Student loan forgiveness is not easy to achieve, but there are three primary ways to get your student loan forgiven: one based on what type of career you choose (Public Service Loan Forgiveness), one based on you how many years you make on-time payments on a qualifying repayment plan, and one based on your ability to work and meet your loan obligations (student loan discharge). The first two are available for Federal student loans only and the last one is achievable for private student loans, as well.

Public Service Loan Forgiveness Program (PSLF)

Public Service Loan Forgiveness was created by the College Cost Reduction and Access Act of 2007 to encourage highly-qualified graduates to pursue careers in the public service sector, while lessoning the burden of student loans. In order to receive loan forgiveness under this program, you must be working in a public service job, consolidate your federal student loans to a qualifying repayment program, and make 10 years of on-time payments.

To qualify for this program, you must be making payments under the income-contingent, income-based, pay-as-you-earn or standard repayment plan.

As the program was created in 2007, no one has yet received loan forgiveness under this plan. The first group to qualify for Public Service Loan Forgiveness will meet the final requirement in 2017.

This forgiveness option applies solely to federal student loans. Private student loans are not eligible for Public Service Loan Forgiveness.

Career fields that qualify include education, law enforcement, health, public law, and veterinary medicine. For more information on this path to loan forgiveness, visit Public Service Loan Forgiveness.

Loan Forgiveness after 20 or 25 Years of On-Time Payments

The second kind of loan forgiveness is based on how long you make on-time payments, under a qualifying repayment plan. You do not need to be working in a specific career field to qualify for loan forgiveness based on your repayment history.

To qualify for loan forgiveness after 20 years of on-time payments, you must be enrolled in the pay-as-you-earn repayment plan during your 20 years of payments. This repayment plan will generally offer you the lowest monthly payment. To enroll in this repayment plan, you must demonstrate a financial hardship. You may remain in the program, however, after the hardship has resolved.

To qualify for loan forgiveness after 25 years of on-time payments, you must be enrolled in the income-contingent, or income-based repayment plans during your 25 years of payments.

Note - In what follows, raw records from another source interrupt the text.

//! # Quill Core
//!
//! The domain layer: the blog post record, its validation rules and the
//! persistence ports. This crate has no infrastructure dependencies.

pub mod domain;
pub mod error;
pub mod ports;

pub use error::{RepoError, ValidationError};
use std::marker::PhantomData;

use async_trait::async_trait;
use sea_orm::{DbConn, DbErr, EntityTrait, PrimaryKeyTrait};

use quill_core::error::RepoError;
use quill_core::ports::BaseRepository;

/// Generic PostgreSQL repository implementation.
pub struct PostgresBaseRepository<E>
where
    E: EntityTrait,
{
    pub(crate) db: DbConn,
    _entity: PhantomData<E>,
}

impl<E> PostgresBaseRepository<E>
where
    E: EntityTrait,
{
    pub fn new(db: DbConn) -> Self {
        Self {
            db,
            _entity: PhantomData,
        }
    }
}

/// Split SeaORM failures into "store unreachable" and "statement failed".
pub(crate) fn map_db_err(err: DbErr) -> RepoError {
    match err {
        DbErr::Conn(_) | DbErr::ConnectionAcquire(_) => RepoError::Connection(err.to_string()),
        other => RepoError::Query(other.to_string()),
    }
}

#[async_trait]
impl<E, T, ID> BaseRepository<T, ID> for PostgresBaseRepository<E>
where
    E: EntityTrait,
    E::Model: Sync + Send,
    E::PrimaryKey: PrimaryKeyTrait<ValueType = ID>,
    ID: Send + Sync + Into<sea_orm::Value> + Clone + Copy + 'static,
    T: From<E::Model> + Send + Sync + 'static,
{
    async fn find_by_id(&self, id: ID) -> Result<Option<T>, RepoError> {
        let result = E::find_by_id(id).one(&self.db).await.map_err(map_db_err)?;

        Ok(result.map(Into::into))
    }

    async fn delete_by_id(&self, id: ID) -> Result<(), RepoError> {
        let result = E::delete_by_id(id)
            .exec(&self.db)
            .await
            .map_err(map_db_err)?;

        if result.rows_affected == 0 {
            return Err(RepoError::NotFound);
        }

        Ok(())
    }
}
//! Ports - trait definitions for external dependencies.
//! These are the "interfaces" that infrastructure must implement.

mod repository;

pub use repository::{BaseRepository, PostRepository};
//! Error handling middleware - RFC 7807 compliant responses.

use actix_web::{HttpRequest, HttpResponse, ResponseError, error::JsonPayloadError, http::StatusCode};
use quill_core::{RepoError, ValidationError};
use quill_shared::ErrorResponse;

/// Application-level error type that converts to RFC 7807 responses.
#[derive(Debug, thiserror::Error)]
pub enum AppError {
    #[error("Not found: {0}")]
    NotFound(String),

    #[error("Bad request: {0}")]
    BadRequest(String),

    #[error("Validation failed: {0}")]
    Validation(#[from] ValidationError),

    #[error("Internal error: {0}")]
    Internal(String),
}

impl AppError {
    pub fn post_not_found(id: &str) -> Self {
        AppError::NotFound(format!("post with id {} not found", id))
    }
}

impl ResponseError for AppError {
    fn status_code(&self) -> StatusCode {
        match self {
            AppError::NotFound(_) => StatusCode::NOT_FOUND,
            AppError::BadRequest(_) | AppError::Validation(_) => StatusCode::BAD_REQUEST,
            AppError::Internal(_) => StatusCode::INTERNAL_SERVER_ERROR,
        }
    }

    fn error_response(&self) -> HttpResponse {
        let error = match self {
            AppError::NotFound(detail) => ErrorResponse::not_found(detail),
            AppError::BadRequest(detail) => {
                ErrorResponse::bad_request(detail).with_code("malformed_body")
            }
            AppError::Validation(err) => ErrorResponse::bad_request(err.to_string())
                .with_code(err.code())
                .with_field(err.field()),
            AppError::Internal(detail) => {
                // Log internal errors
                tracing::error!("Internal error: {}", detail);
                ErrorResponse::internal_error()
            }
        };

        HttpResponse::build(self.status_code())
            .content_type("application/problem+json")
            .json(error)
    }
}

impl From<RepoError> for AppError {
    fn from(err: RepoError) -> Self {
        match err {
            RepoError::NotFound => AppError::NotFound("Resource not found".to_string()),
            RepoError::Connection(msg) => {
                tracing::error!("Database connection error: {}", msg);
                AppError::Internal("Database error".to_string())
            }
            RepoError::Query(msg) => {
                tracing::error!("Database query error: {}", msg);
                AppError::Internal("Database error".to_string())
            }
        }
    }
}

/// Turn JSON extractor failures into problem responses.
pub fn json_error_handler(err: JsonPayloadError, _req: &HttpRequest) -> actix_web::Error {
    tracing::debug!("Rejected request body: {}", err);
    AppError::BadRequest(err.to_string()).into()
}

/// Result type alias for handlers.
pub type AppResult<T> = Result<T, AppError>;

#[cfg(test)]
mod tests {
    use actix_web::body::to_bytes;

    use super::*;

    #[actix_web::test]
    async fn test_validation_error_body() {
        let err = AppError::from(ValidationError::MissingField { field: "title" });
        assert_eq!(err.status_code(), StatusCode::BAD_REQUEST);

        let body = to_bytes(err.error_response().into_body()).await.unwrap();
        let json: serde_json::Value = serde_json::from_slice(&body).unwrap();
        assert_eq!(json["status"], 400);
        assert_eq!(json["code"], "missing_field");
        assert_eq!(json["field"], "title");
    }

    #[actix_web::test]
    async fn test_store_fault_hides_details() {
        let err = AppError::from(RepoError::Connection("refused on 10.0.0.5".to_string()));
        assert_eq!(err.status_code(), StatusCode::INTERNAL_SERVER_ERROR);

        let body = to_bytes(err.error_response().into_body()).await.unwrap();
        let text = String::from_utf8(body.to_vec()).unwrap();
        assert!(!text.contains("10.0.0.5"));
    }

    #[test]
    fn test_missing_record_is_not_found() {
        let err = AppError::from(RepoError::NotFound);
        assert_eq!(err.status_code(), StatusCode::NOT_FOUND);
    }
}
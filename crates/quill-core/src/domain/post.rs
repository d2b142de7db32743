use chrono::{DateTime, Utc};
use serde::{Deserialize, Serialize};
use uuid::Uuid;

use quill_shared::PostResponse;

/// Structured author name. Both parts are non-empty once validated.
#[derive(Debug, Clone, PartialEq, Eq, Serialize, Deserialize)]
#[serde(rename_all = "camelCase")]
pub struct Author {
    pub first_name: String,
    pub last_name: String,
}

impl Author {
    pub fn new(first_name: impl Into<String>, last_name: impl Into<String>) -> Self {
        Self {
            first_name: first_name.into(),
            last_name: last_name.into(),
        }
    }

    /// The "first last" form shown in API responses. Never stored.
    pub fn display_name(&self) -> String {
        format!("{} {}", self.first_name, self.last_name)
    }
}

/// BlogPost entity - a stored post with its storage-assigned identity.
#[derive(Debug, Clone, PartialEq, Eq, Serialize, Deserialize)]
pub struct BlogPost {
    pub id: Uuid,
    pub title: String,
    pub content: String,
    pub author: Author,
    pub created: DateTime<Utc>,
}

impl BlogPost {
    /// Build the stored record for a validated draft.
    pub fn from_draft(id: Uuid, draft: PostDraft, created: DateTime<Utc>) -> Self {
        Self {
            id,
            title: draft.title,
            content: draft.content,
            author: draft.author,
            created,
        }
    }

    /// Replace the mutable fields as a unit. `id` and `created` are kept.
    pub fn apply(&mut self, draft: PostDraft) {
        self.title = draft.title;
        self.content = draft.content;
        self.author = draft.author;
    }
}

/// A validated, trimmed post body without identity, ready for persistence.
#[derive(Debug, Clone, PartialEq, Eq)]
pub struct PostDraft {
    pub title: String,
    pub content: String,
    pub author: Author,
}

/// Public view of a post: the only shape ever sent to clients.
pub fn to_public_view(post: &BlogPost) -> PostResponse {
    PostResponse {
        id: post.id.to_string(),
        title: post.title.clone(),
        content: post.content.clone(),
        author: post.author.display_name(),
    }
}

impl From<&BlogPost> for PostResponse {
    fn from(post: &BlogPost) -> Self {
        to_public_view(post)
    }
}

#[cfg(test)]
mod tests {
    use super::*;

    fn sample_post() -> BlogPost {
        BlogPost::from_draft(
            Uuid::new_v4(),
            PostDraft {
                title: "A".to_string(),
                content: "B".to_string(),
                author: Author::new("John", "Doe"),
            },
            Utc::now(),
        )
    }

    #[test]
    fn test_display_name_joins_first_and_last() {
        assert_eq!(Author::new("John", "Doe").display_name(), "John Doe");
    }

    #[test]
    fn test_public_view_flattens_author() {
        let post = sample_post();
        let view = to_public_view(&post);

        assert_eq!(view.id, post.id.to_string());
        assert_eq!(view.title, "A");
        assert_eq!(view.content, "B");
        assert_eq!(view.author, "John Doe");
        assert_eq!(PostResponse::from(&post), view);
    }

    #[test]
    fn test_apply_keeps_identity_and_creation_time() {
        let mut post = sample_post();
        let (id, created) = (post.id, post.created);

        post.apply(PostDraft {
            title: "A2".to_string(),
            content: "B2".to_string(),
            author: Author::new("Jane", "Doe"),
        });

        assert_eq!(post.id, id);
        assert_eq!(post.created, created);
        assert_eq!(post.title, "A2");
        assert_eq!(post.author, Author::new("Jane", "Doe"));
    }
}
//! Domain-level error types.

use thiserror::Error;

/// Reasons a post body is rejected before it reaches storage.
#[derive(Debug, Clone, PartialEq, Eq, Error)]
pub enum ValidationError {
    #[error("{field} is required")]
    MissingField { field: &'static str },

    #[error("id in body ({body_id}) does not match id in path ({path_id})")]
    IdMismatch { path_id: String, body_id: String },
}

impl ValidationError {
    /// Machine-readable reason returned to clients.
    pub fn code(&self) -> &'static str {
        match self {
            ValidationError::MissingField { .. } => "missing_field",
            ValidationError::IdMismatch { .. } => "id_mismatch",
        }
    }

    /// The offending request field, using wire names.
    pub fn field(&self) -> &'static str {
        match self {
            ValidationError::MissingField { field } => field,
            ValidationError::IdMismatch { .. } => "id",
        }
    }
}

/// Repository-level errors.
#[derive(Debug, Error)]
pub enum RepoError {
    #[error("Database connection failed: {0}")]
    Connection(String),

    #[error("Query execution failed: {0}")]
    Query(String),

    #[error("Entity not found")]
    NotFound,
}
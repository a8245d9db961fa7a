use crate::features::{Features, PairMatrix};

use super::RangeBucket;
use crate::config::SET_SIZE;

/// A : les 6 premiers du pool, plus le premier numéro en retard du pool,
/// ou à défaut le 7e du pool. `pool` est trié par rang décroissant ; la liste
/// renvoyée n'est garantie ni complète ni sans doublon.
pub fn conservative(pool: &[u8], features: &Features) -> Vec<u8> {
    let mut picks: Vec<u8> = pool.iter().take(6).copied().collect();
    let extra = pool
        .iter()
        .copied()
        .find(|&n| features.bundle(n).overdue)
        .or_else(|| pool.get(6).copied());
    picks.extend(extra);
    picks
}

/// B : le meilleur de chaque tranche non vide, puis complément par rang.
pub fn spread(pool: &[u8]) -> Vec<u8> {
    let mut picks: Vec<u8> = RangeBucket::ALL
        .iter()
        .filter_map(|&bucket| pool.iter().copied().find(|&n| RangeBucket::of(n) == bucket))
        .collect();
    for &n in pool {
        if picks.len() >= SET_SIZE {
            break;
        }
        if !picks.contains(&n) {
            picks.push(n);
        }
    }
    picks
}

/// C : les 4 premiers, plus les 3 membres restants les plus liés à eux
/// (somme des co-occurrences décroissante, puis numéro croissant).
pub fn exploratory(pool: &[u8], pairs: &PairMatrix) -> Vec<u8> {
    let anchors: Vec<u8> = pool.iter().take(4).copied().collect();
    let mut others: Vec<(u8, u32)> = pool
        .iter()
        .copied()
        .filter(|n| !anchors.contains(n))
        .map(|n| (n, anchors.iter().map(|&a| pairs.get(n, a)).sum()))
        .collect();
    others.sort_by(|a, b| b.1.cmp(&a.1).then(a.0.cmp(&b.0)));

    anchors
        .iter()
        .copied()
        .chain(others.into_iter().take(SET_SIZE - 4).map(|(n, _)| n))
        .collect()
}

Forgiveness based on 20 or 25 years of on-time payments is only available to Federal Student loans. Private student loans do not qualify.

Student Loan Discharge

There's one additional way to achieve student loan forgiveness which is called discharge. Discharge is granted under very rare circumstances, like permanent disability or death. It is generally awarded by a judge and can apply to both Federal and private student loans. Read more about the differences between forgiveness and discharge.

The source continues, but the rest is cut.